I’m soon to be a published author. It was hard keeping it a secret for so long, but in the past two years, during the pandemic, I was working with a literary agent to get my book proposal ready and out there. Post Hill Press, an indie distributed by Simon & Schuster, is publishing my book on July 11 next year…soon after my seventh wedding anniversary (not my choice, my editor’s, but it’s perfect—I’ve always viewed my dad’s list as a wedding present).

In Salzburg last month

I now have nine items left on the list. I’ve been posting every few days on Instagram about my solo trip to Berlin, Dresden and Vienna (I managed to sneak Salzburg in, too), and my research about those places has preoccupied me the past few months. I had no idea what an origin of literature and art Germany and Austria were, and the research has been helping with my next list item, “correspond with the Pope,” as so much of what we understand about modern Christianity comes from these places.

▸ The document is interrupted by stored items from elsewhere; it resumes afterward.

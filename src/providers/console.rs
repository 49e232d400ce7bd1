//! Console dispatcher for development and testing.

use crate::error::Result;
use crate::providers::{DispatchReceipt, MessageDispatcher};
use crate::state::ChannelType;
use tracing::info;

/// Console dispatcher.
///
/// Logs messages instead of sending them. Useful for development
/// where no messaging provider is configured.
///
/// **WARNING**: logs the code in plaintext; never use in production.
#[derive(Clone, Debug, Default)]
pub struct ConsoleDispatcher;

impl ConsoleDispatcher {
    /// Create a new console dispatcher.
    #[must_use]
    pub const fn new() -> Self {
        Self
    }
}

impl MessageDispatcher for ConsoleDispatcher {
    async fn dispatch(
        &self,
        channel: ChannelType,
        recipient: &str,
        template_id: &str,
        variables: &serde_json::Value,
    ) -> Result<DispatchReceipt> {
        info!(
            channel = %channel,
            to = %recipient,
            template = template_id,
            variables = %variables,
            "📨 dispatch (development mode)"
        );

        Ok(DispatchReceipt {
            message_id: format!("console-{}", uuid::Uuid::new_v4()),
            delivered: true,
            error: None,
        })
    }
}
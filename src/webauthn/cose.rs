//! COSE key decoding and assertion signature verification.
//!
//! Supports the two algorithms the engine advertises in
//! `pubKeyCredParams`: ES256 (COSE alg -7, ECDSA over P-256 with
//! SHA-256) and RS256 (COSE alg -257, RSA PKCS#1 v1.5 with SHA-256).
//! Verification is delegated to `p256` and `rsa`; nothing here rolls
//! its own cryptography.

use crate::error::{CoreError, Result};
use ciborium::Value;

/// COSE key type labels (RFC 9052 §7).
const LABEL_KTY: i128 = 1;
const LABEL_ALG: i128 = 3;
/// EC2: curve / x / y. RSA reuses -1/-2 for modulus / exponent.
const LABEL_CRV_OR_N: i128 = -1;
const LABEL_X_OR_E: i128 = -2;
const LABEL_Y: i128 = -3;

const KTY_EC2: i128 = 2;
const KTY_RSA: i128 = 3;
const ALG_ES256: i128 = -7;
const ALG_RS256: i128 = -257;
const CRV_P256: i128 = 1;

/// A decoded credential public key.
#[derive(Debug, Clone, PartialEq, Eq)]
pub enum CoseKey {
    /// ECDSA over P-256 with SHA-256.
    Es256 {
        /// X coordinate, 32 bytes.
        x: Vec<u8>,
        /// Y coordinate, 32 bytes.
        y: Vec<u8>,
    },
    /// RSA PKCS#1 v1.5 with SHA-256.
    Rs256 {
        /// Modulus, big-endian.
        n: Vec<u8>,
        /// Public exponent, big-endian.
        e: Vec<u8>,
    },
}

impl CoseKey {
    /// Decode a COSE key from its CBOR encoding.
    ///
    /// # Errors
    ///
    /// Returns [`CoreError::InvalidInput`] for malformed CBOR and
    /// [`CoreError::Unauthorized`] for key types or algorithms the
    /// engine does not advertise.
    pub fn decode(bytes: &[u8]) -> Result<Self> {
        let value: Value = ciborium::de::from_reader(bytes)
            .map_err(|e| CoreError::InvalidInput(format!("COSE key is not CBOR: {e}")))?;

        let Value::Map(entries) = value else {
            return Err(CoreError::InvalidInput("COSE key is not a CBOR map".into()));
        };

        let kty = require_int(&entries, LABEL_KTY, "kty")?;
        let alg = require_int(&entries, LABEL_ALG, "alg")?;

        match (kty, alg) {
            (KTY_EC2, ALG_ES256) => {
                let crv = require_int(&entries, LABEL_CRV_OR_N, "crv")?;
                if crv != CRV_P256 {
                    return Err(CoreError::Unauthorized);
                }
                let x = require_bytes(&entries, LABEL_X_OR_E, "x")?;
                let y = require_bytes(&entries, LABEL_Y, "y")?;
                if x.len() != 32 || y.len() != 32 {
                    return Err(CoreError::InvalidInput(
                        "P-256 coordinates must be 32 bytes".into(),
                    ));
                }
                Ok(Self::Es256 { x, y })
            }
            (KTY_RSA, ALG_RS256) => {
                let n = require_bytes(&entries, LABEL_CRV_OR_N, "n")?;
                let e = require_bytes(&entries, LABEL_X_OR_E, "e")?;
                Ok(Self::Rs256 { n, e })
            }
            // Unadvertised algorithm: treat as an authentication
            // failure, not a malformed request.
            _ => Err(CoreError::Unauthorized),
        }
    }

    /// Verify `signature` over `message` with this key.
    ///
    /// For ES256 the signature is DER-encoded; for RS256 it is a raw
    /// PKCS#1 v1.5 block. Both hash the message with SHA-256.
    ///
    /// # Errors
    ///
    /// Returns [`CoreError::Unauthorized`] if the signature does not
    /// verify or the key material is unusable.
    pub fn verify(&self, message: &[u8], signature: &[u8]) -> Result<()> {
        match self {
            Self::Es256 { x, y } => verify_es256(x, y, message, signature),
            Self::Rs256 { n, e } => verify_rs256(n, e, message, signature),
        }
    }
}

fn verify_es256(x: &[u8], y: &[u8], message: &[u8], signature: &[u8]) -> Result<()> {
    use p256::EncodedPoint;
    use p256::ecdsa::signature::Verifier;
    use p256::ecdsa::{Signature, VerifyingKey};

    let x: [u8; 32] = x.try_into().map_err(|_| CoreError::Unauthorized)?;
    let y: [u8; 32] = y.try_into().map_err(|_| CoreError::Unauthorized)?;
    let point = EncodedPoint::from_affine_coordinates(&x.into(), &y.into(), false);
    let key = VerifyingKey::from_encoded_point(&point).map_err(|_| CoreError::Unauthorized)?;
    let signature = Signature::from_der(signature).map_err(|_| CoreError::Unauthorized)?;

    key.verify(message, &signature)
        .map_err(|_| CoreError::Unauthorized)
}

fn verify_rs256(n: &[u8], e: &[u8], message: &[u8], signature: &[u8]) -> Result<()> {
    use rsa::{BigUint, Pkcs1v15Sign, RsaPublicKey};
    use sha2::{Digest, Sha256};

    let key = RsaPublicKey::new(BigUint::from_bytes_be(n), BigUint::from_bytes_be(e))
        .map_err(|_| CoreError::Unauthorized)?;
    let digest = Sha256::digest(message);

    key.verify(Pkcs1v15Sign::new::<Sha256>(), &digest, signature)
        .map_err(|_| CoreError::Unauthorized)
}

fn lookup<'a>(entries: &'a [(Value, Value)], label: i128) -> Option<&'a Value> {
    entries.iter().find_map(|(k, v)| match k {
        Value::Integer(i) if i128::from(*i) == label => Some(v),
        _ => None,
    })
}

fn require_int(entries: &[(Value, Value)], label: i128, name: &str) -> Result<i128> {
    match lookup(entries, label) {
        Some(Value::Integer(i)) => Ok(i128::from(*i)),
        _ => Err(CoreError::InvalidInput(format!(
            "COSE key missing integer field `{name}`"
        ))),
    }
}

fn require_bytes(entries: &[(Value, Value)], label: i128, name: &str) -> Result<Vec<u8>> {
    match lookup(entries, label) {
        Some(Value::Bytes(b)) => Ok(b.clone()),
        _ => Err(CoreError::InvalidInput(format!(
            "COSE key missing bytes field `{name}`"
        ))),
    }
}

/// Encode an ES256 COSE key. Used by the engine's tests to build
/// authenticator payloads; exposed crate-internal only.
#[cfg(any(test, feature = "test-utils"))]
#[must_use]
pub fn encode_es256(x: &[u8], y: &[u8]) -> Vec<u8> {
    let map = Value::Map(vec![
        (Value::Integer(1.into()), Value::Integer(2.into())),
        (Value::Integer(3.into()), Value::Integer((-7).into())),
        (Value::Integer((-1).into()), Value::Integer(1.into())),
        (Value::Integer((-2).into()), Value::Bytes(x.to_vec())),
        (Value::Integer((-3).into()), Value::Bytes(y.to_vec())),
    ]);
    let mut out = Vec::new();
    // Writing CBOR into a Vec cannot fail.
    #[allow(clippy::unwrap_used)]
    ciborium::ser::into_writer(&map, &mut out).unwrap();
    out
}

#[cfg(test)]
mod tests {
    use super::*;
    use p256::ecdsa::signature::Signer;
    use p256::ecdsa::{DerSignature, SigningKey};
    use p256::elliptic_curve::sec1::ToEncodedPoint;

    fn test_keypair() -> (SigningKey, Vec<u8>, Vec<u8>) {
        let signing = SigningKey::random(&mut rand::rngs::OsRng);
        let point = signing.verifying_key().to_encoded_point(false);
        let x = point.x().unwrap().to_vec();
        let y = point.y().unwrap().to_vec();
        (signing, x, y)
    }

    #[test]
    fn test_es256_round_trip() {
        let (signing, x, y) = test_keypair();
        let encoded = encode_es256(&x, &y);
        let key = CoseKey::decode(&encoded).unwrap();
        assert_eq!(key, CoseKey::Es256 { x, y });

        let message = b"authenticator data || client data hash";
        let signature: DerSignature = signing.sign(message);
        key.verify(message, signature.as_bytes()).unwrap();
    }

    #[test]
    fn test_es256_rejects_wrong_message() {
        let (signing, x, y) = test_keypair();
        let key = CoseKey::decode(&encode_es256(&x, &y)).unwrap();

        let signature: DerSignature = signing.sign(b"signed message");
        let result = key.verify(b"different message", signature.as_bytes());
        assert_eq!(result, Err(CoreError::Unauthorized));
    }

    #[test]
    fn test_rejects_unknown_algorithm() {
        // kty EC2 but alg EdDSA (-8), which we never advertise.
        let map = Value::Map(vec![
            (Value::Integer(1.into()), Value::Integer(2.into())),
            (Value::Integer(3.into()), Value::Integer((-8).into())),
        ]);
        let mut bytes = Vec::new();
        ciborium::ser::into_writer(&map, &mut bytes).unwrap();
        assert_eq!(CoseKey::decode(&bytes), Err(CoreError::Unauthorized));
    }

    #[test]
    fn test_rejects_non_map() {
        let mut bytes = Vec::new();
        ciborium::ser::into_writer(&Value::Text("nope".into()), &mut bytes).unwrap();
        assert!(matches!(
            CoseKey::decode(&bytes),
            Err(CoreError::InvalidInput(_))
        ));
    }
}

This week I am abandoning studying the Germanic tribes in favor of pursuing writing the remaining chapters, and doing nothing else—except training for the half Ironman I’m doing in September.

Happy I didn’t drown…

Some of you might remember, I got this idea back in 2018. When I switched to a plant-based diet, like my husband’s, I resolved I would complete an Ironman vegan, because nobody thought that was possible.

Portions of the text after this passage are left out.